*Brief*
In the records below, begin at the line that has "possibly a wildcard." and stop after the line that has "pub struct SubscriptionRegistry"; quote those lines verbatim and nothing more.

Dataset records
═══

// SPDX-License-Identifier: PolyForm-Noncommercial-1.0.0
// Copyright (c) 2025 Sylvex. All rights reserved.

//! # plcwire-config
//!
//! Address grammars, connection strings and configuration loading for
//! plcwire.
//!
//! - **Parser**: CANopen, OPC UA and ADS address grammars plus an
//!   auto-detecting parser that plugs into request builders
//! - **Connection**: `<protocol>:<transport>://<host>[:<port>][/<path>][?k=v]`
//!   with per-protocol parameter validation
//! - **Schema**: Engine settings and named connections
//! - **Loader**: YAML, TOML and JSON loading with environment overrides
//!
//! ## Example
//!
//! ```
//! use plcwire_config::{ConnectionString, UnifiedAddressParser};
//!
//! let address = UnifiedAddressParser::new().parse("NMT:5").unwrap();
//! assert_eq!(address.to_string(), "NMT:5");
//!
//! let conn: ConnectionString = "canopen:socketcan://can0?node-id=5".parse().unwrap();
//! assert_eq!(conn.param_u64("node-id"), Some(5));
//! ```

#![warn(missing_docs)]
#![deny(unsafe_code)]

pub mod connection;
pub mod error;
pub mod loader;
pub mod parser;
pub mod schema;

pub use connection::{ConnectionString, ParamValue, TransportKind};
pub use error::{ConfigError, ConfigResult};
pub use loader::{load_config, load_config_str, ConfigFormat, ConfigLoader};
pub use parser::{
    AddressParser, AdsAddressParser, CanOpenAddressParser, OpcUaAddressParser,
    UnifiedAddressParser,
};
pub use schema::{ConnectionEntry, EngineConfig, PlcConfig};

/// Crate version
pub const VERSION: &str = env!("CARGO_PKG_VERSION");
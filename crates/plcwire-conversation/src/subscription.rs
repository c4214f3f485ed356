// SPDX-License-Identifier: PolyForm-Noncommercial-1.0.0
// Copyright (c) 2025 Sylvex. All rights reserved.

//! Live subscriptions of one connection.
//!
//! Every established field is delivered one of two ways:
//!
//! - **Polled**: a task re-reads the field on a timer. Cyclic fields deliver
//!   every read; change-of-state fields deliver only when the value differs
//!   from the last delivered one.
//! - **Passive**: the field waits for unsolicited frames routed to it by
//!   address (event fields, and change-of-state fields the device notifies
//!   natively).

use crate::engine::ConversationEngine;
use crate::protocol::{Notification, Protocol};
use dashmap::DashMap;
use parking_lot::Mutex;
use plcwire_core::{
    Exchange, FieldAddress, FieldError, FieldOperation, RequestItem, SubscriptionEvent,
    SubscriptionId, SubscriptionKind, Value,
};
use std::collections::HashMap;
use std::sync::atomic::{AtomicU64, Ordering};
use std::sync::Arc;
use std::time::Duration;
use tokio::sync::mpsc;
use tokio::sync::mpsc::error::TrySendError;
use tokio::task::JoinHandle;
use tokio::time::MissedTickBehavior;
use tracing::{debug, info, warn};

// =============================================================================
// Registry rows
// =============================================================================

/// How an established field receives values.
#[derive(Debug)]
pub enum Delivery {
    /// A poll task owns the delivery.
    Polled(JoinHandle<()>),
    /// Values arrive through [`SubscriptionRegistry::route`].
    Passive,
}

/// One established subscription field.
#[derive(Debug)]
pub struct ActiveField {
    /// Field name.
    pub name: String,
    /// Subscribed address, possibly a wildcard.
    pub address: FieldAddress,
    /// Delivery model.
    pub kind: SubscriptionKind,
    /// Delivery mechanism.
    pub delivery: Delivery,
    registered: bool,
    last_routed: Mutex<HashMap<FieldAddress, Value>>,
}

impl ActiveField {
    /// Creates an established field.
    pub fn new(
        name: impl Into<String>,
        address: FieldAddress,
        kind: SubscriptionKind,
        delivery: Delivery,
    ) -> Self {
        Self {
            name: name.into(),
            address,
            kind,
            delivery,
            registered: false,
            last_routed: Mutex::new(HashMap::new()),
        }
    }

    /// Marks the field as held by the device, which must be told when the
    /// field goes away.
    pub fn registered_on_device(mut self) -> Self {
        self.registered = true;
        self
    }

    /// Whether the device holds a subscription for this field.
    pub fn is_registered(&self) -> bool {
        self.registered
    }

    /// Whether a routed value should reach the subscriber. Change-of-state
    /// fields only pass values that differ from the last one routed for the
    /// same concrete address.
    fn admits(&self, notification: &Notification) -> bool {
        if !matches!(self.kind, SubscriptionKind::ChangeOfState) {
            return true;
        }
        let mut last = self.last_routed.lock();
        if last.get(&notification.address) == Some(&notification.value) {
            return false;
        }
        last.insert(notification.address.clone(), notification.value.clone());
        true
    }

    fn stop(&self) {
        if let Delivery::Polled(task) = &self.delivery {
            task.abort();
        }
    }
}

#[derive(Debug)]
struct ActiveSubscription {
    sender: mpsc::Sender<SubscriptionEvent>,
    fields: Vec<ActiveField>,
}

// =============================================================================
// SubscriptionRegistry
// =============================================================================

/// Subscriptions keyed by ID.
#[derive(Debug, Default)]
pub struct SubscriptionRegistry {
    next_id: AtomicU64,
    active: DashMap<SubscriptionId, ActiveSubscription>,
}

impl SubscriptionRegistry {
    /// Creates an empty registry.
    pub fn new() -> Self {
        Self::default()
    }

    /// Allocates a fresh subscription ID.
    pub fn allocate_id(&self) -> SubscriptionId {
        SubscriptionId::new(self.next_id.fetch_add(1, Ordering::Relaxed) + 1)
    }

    /// Stores the established fields of a subscription.
    pub fn insert(
        &self,
        id: SubscriptionId,
        sender: mpsc::Sender<SubscriptionEvent>,
        fields: Vec<ActiveField>,
    ) {
        info!(subscription = %id, fields = fields.len(), "subscription established");
        self.active.insert(id, ActiveSubscription { sender, fields });
    }

    /// Delivers an unsolicited value to every passive field whose address
    /// covers it. Returns the number of deliveries.
    pub fn route(&self, notification: &Notification) -> usize {
        let mut delivered = 0;
        for entry in self.active.iter() {
            let (id, subscription) = entry.pair();
            for field in &subscription.fields {
                if !matches!(field.delivery, Delivery::Passive)
                    || !field.address.matches(&notification.address)
                    || !field.admits(notification)
                {
                    continue;
                }
                let event = SubscriptionEvent::new(
                    field.name.clone(),
                    notification.address.clone(),
                    notification.value.clone(),
                );
                match subscription.sender.try_send(event) {
                    Ok(()) => delivered += 1,
                    Err(TrySendError::Full(_)) => {
                        warn!(subscription = %id, field = %field.name, "subscriber lagging; dropping event")
                    }
                    Err(TrySendError::Closed(_)) => {
                        debug!(subscription = %id, field = %field.name, "subscriber gone")
                    }
                }
            }
        }
        delivered
    }

    /// Tears down one field, or the whole subscription when `field` is
    /// `None`. Returns the number of fields removed.
    ///
    /// Values already queued stay readable; the delivery channel ends once
    /// the last field of the subscription is gone.
    pub fn remove(&self, id: SubscriptionId, field: Option<&str>) -> usize {
        self.take(id, field).len()
    }

    /// Like [`remove`](Self::remove), but hands back the stopped fields.
    pub fn take(&self, id: SubscriptionId, field: Option<&str>) -> Vec<ActiveField> {
        let removed = match field {
            None => self
                .active
                .remove(&id)
                .map(|(_, subscription)| subscription.fields)
                .unwrap_or_default(),
            Some(name) => {
                let (removed, now_empty) = match self.active.get_mut(&id) {
                    Some(mut subscription) => {
                        let (removed, kept) = std::mem::take(&mut subscription.fields)
                            .into_iter()
                            .partition::<Vec<_>, _>(|f| f.name == name);
                        subscription.fields = kept;
                        (removed, subscription.fields.is_empty())
                    }
                    None => (Vec::new(), false),
                };
                if now_empty {
                    self.active.remove(&id);
                }
                removed
            }
        };
        removed.iter().for_each(ActiveField::stop);
        if !removed.is_empty() {
            info!(subscription = %id, field = ?field, removed = removed.len(), "unsubscribed");
        }
        removed
    }

    /// Tears down every subscription. Returns the number of fields removed.
    pub fn clear(&self) -> usize {
        let ids: Vec<SubscriptionId> = self.active.iter().map(|e| *e.key()).collect();
        ids.into_iter().map(|id| self.remove(id, None)).sum()
    }

    /// Number of live subscriptions.
    pub fn len(&self) -> usize {
        self.active.len()
    }

    /// Returns `true` when nothing is subscribed.
    pub fn is_empty(&self) -> bool {
        self.active.is_empty()
    }

    /// Names of the live fields of a subscription.
    pub fn field_names(&self, id: SubscriptionId) -> Vec<String> {
        self.active
            .get(&id)
            .map(|s| s.fields.iter().map(|f| f.name.clone()).collect())
            .unwrap_or_default()
    }
}

// =============================================================================
// Polling
// =============================================================================

/// What a poll task does with each read value.
#[derive(Debug, Clone, Copy, PartialEq, Eq)]
pub enum PollMode {
    /// Deliver every read.
    Every,
    /// Deliver only values that differ from the last delivered one.
    OnChange,
}

/// Spawns a task that reads `address` every `interval` and delivers the
/// values tagged with `name`.
pub fn spawn_poller<P: Protocol>(
    engine: Arc<ConversationEngine<P>>,
    name: String,
    address: FieldAddress,
    interval: Duration,
    mode: PollMode,
    sender: mpsc::Sender<SubscriptionEvent>,
) -> JoinHandle<()> {
    tokio::spawn(async move {
        let mut ticker = tokio::time::interval(interval);
        ticker.set_missed_tick_behavior(MissedTickBehavior::Delay);
        let mut last: Option<Value> = None;
        debug!(field = %name, address = %address, interval_ms = interval.as_millis() as u64, ?mode, "poller started");

        loop {
            ticker.tick().await;
            let item = RequestItem::new(name.clone(), address.clone(), FieldOperation::Read);
            let outcome = engine.exchange(Exchange::single(item)).await.pop();

            match outcome {
                Some(Ok(Some(value))) => {
                    if mode == PollMode::OnChange && last.as_ref() == Some(&value) {
                        continue;
                    }
                    last = Some(value.clone());
                    let event = SubscriptionEvent::new(name.clone(), address.clone(), value);
                    if sender.send(event).await.is_err() {
                        break;
                    }
                }
                Some(Ok(None)) | None => {}
                Some(Err(FieldError::ConnectionClosed)) => break,
                Some(Err(e)) => {
                    debug!(field = %name, error = %e, "poll read failed");
                }
            }
        }
        debug!(field = %name, "poller stopped");
    })
}

// =============================================================================
// Tests
// =============================================================================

═══

*Exercise response*
    /// Subscribed address, possibly a wildcard.
    pub address: FieldAddress,
    /// Delivery model.
    pub kind: SubscriptionKind,
    /// Delivery mechanism.
    pub delivery: Delivery,
    registered: bool,
    last_routed: Mutex<HashMap<FieldAddress, Value>>,
}

impl ActiveField {
    /// Creates an established field.
    pub fn new(
        name: impl Into<String>,
        address: FieldAddress,
        kind: SubscriptionKind,
        delivery: Delivery,
    ) -> Self {
        Self {
            name: name.into(),
            address,
            kind,
            delivery,
            registered: false,
            last_routed: Mutex::new(HashMap::new()),
        }
    }

    /// Marks the field as held by the device, which must be told when the
    /// field goes away.
    pub fn registered_on_device(mut self) -> Self {
        self.registered = true;
        self
    }

    /// Whether the device holds a subscription for this field.
    pub fn is_registered(&self) -> bool {
        self.registered
    }

    /// Whether a routed value should reach the subscriber. Change-of-state
    /// fields only pass values that differ from the last one routed for the
    /// same concrete address.
    fn admits(&self, notification: &Notification) -> bool {
        if !matches!(self.kind, SubscriptionKind::ChangeOfState) {
            return true;
        }
        let mut last = self.last_routed.lock();
        if last.get(&notification.address) == Some(&notification.value) {
            return false;
        }
        last.insert(notification.address.clone(), notification.value.clone());
        true
    }

    fn stop(&self) {
        if let Delivery::Polled(task) = &self.delivery {
            task.abort();
        }
    }
}

#[derive(Debug)]
struct ActiveSubscription {
    sender: mpsc::Sender<SubscriptionEvent>,
    fields: Vec<ActiveField>,
}

// =============================================================================
// SubscriptionRegistry
// =============================================================================

/// Subscriptions keyed by ID.
#[derive(Debug, Default)]
pub struct SubscriptionRegistry {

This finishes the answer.